[Stored data entries]

━━━━━━━━━━━━━━━━━━━━

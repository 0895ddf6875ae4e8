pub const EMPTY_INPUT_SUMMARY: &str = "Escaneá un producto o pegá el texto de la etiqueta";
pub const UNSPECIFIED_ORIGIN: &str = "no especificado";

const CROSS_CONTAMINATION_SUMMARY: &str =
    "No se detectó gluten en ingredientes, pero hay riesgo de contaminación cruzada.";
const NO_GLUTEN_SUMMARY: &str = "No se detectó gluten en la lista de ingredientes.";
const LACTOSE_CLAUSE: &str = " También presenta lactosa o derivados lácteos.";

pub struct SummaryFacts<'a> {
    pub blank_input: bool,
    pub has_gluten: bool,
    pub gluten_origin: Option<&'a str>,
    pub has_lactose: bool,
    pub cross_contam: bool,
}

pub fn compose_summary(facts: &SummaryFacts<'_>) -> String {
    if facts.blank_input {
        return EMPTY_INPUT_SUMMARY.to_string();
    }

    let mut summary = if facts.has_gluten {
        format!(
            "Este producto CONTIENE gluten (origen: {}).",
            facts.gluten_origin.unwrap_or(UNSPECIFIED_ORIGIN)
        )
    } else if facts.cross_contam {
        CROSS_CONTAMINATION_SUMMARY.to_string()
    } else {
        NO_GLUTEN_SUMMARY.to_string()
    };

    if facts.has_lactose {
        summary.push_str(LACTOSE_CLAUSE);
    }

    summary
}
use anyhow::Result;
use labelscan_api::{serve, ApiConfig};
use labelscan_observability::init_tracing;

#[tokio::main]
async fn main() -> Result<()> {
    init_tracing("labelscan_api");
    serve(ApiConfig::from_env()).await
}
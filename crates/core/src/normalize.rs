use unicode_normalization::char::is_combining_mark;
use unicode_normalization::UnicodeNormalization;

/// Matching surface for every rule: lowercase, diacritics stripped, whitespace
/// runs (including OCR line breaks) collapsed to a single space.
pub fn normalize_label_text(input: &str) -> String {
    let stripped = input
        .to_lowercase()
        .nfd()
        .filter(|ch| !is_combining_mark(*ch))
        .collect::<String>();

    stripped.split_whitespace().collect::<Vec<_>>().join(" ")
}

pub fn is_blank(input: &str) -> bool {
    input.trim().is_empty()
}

━━━━━━━━━━━━━━━━━━━━

• [TASK REQUIREMENTS]
Please set down again, word for word, only the lines from the start of the entries through the line with "const CROSS_CONTAMINATION_SUMMARY: &str", both ends included.

• [SOLUTION]
repository 0895ddf6875ae4e8
pub const EMPTY_INPUT_SUMMARY: &str = "Escaneá un producto o pegá el texto de la etiqueta";
pub const UNSPECIFIED_ORIGIN: &str = "no especificado";

const CROSS_CONTAMINATION_SUMMARY: &str =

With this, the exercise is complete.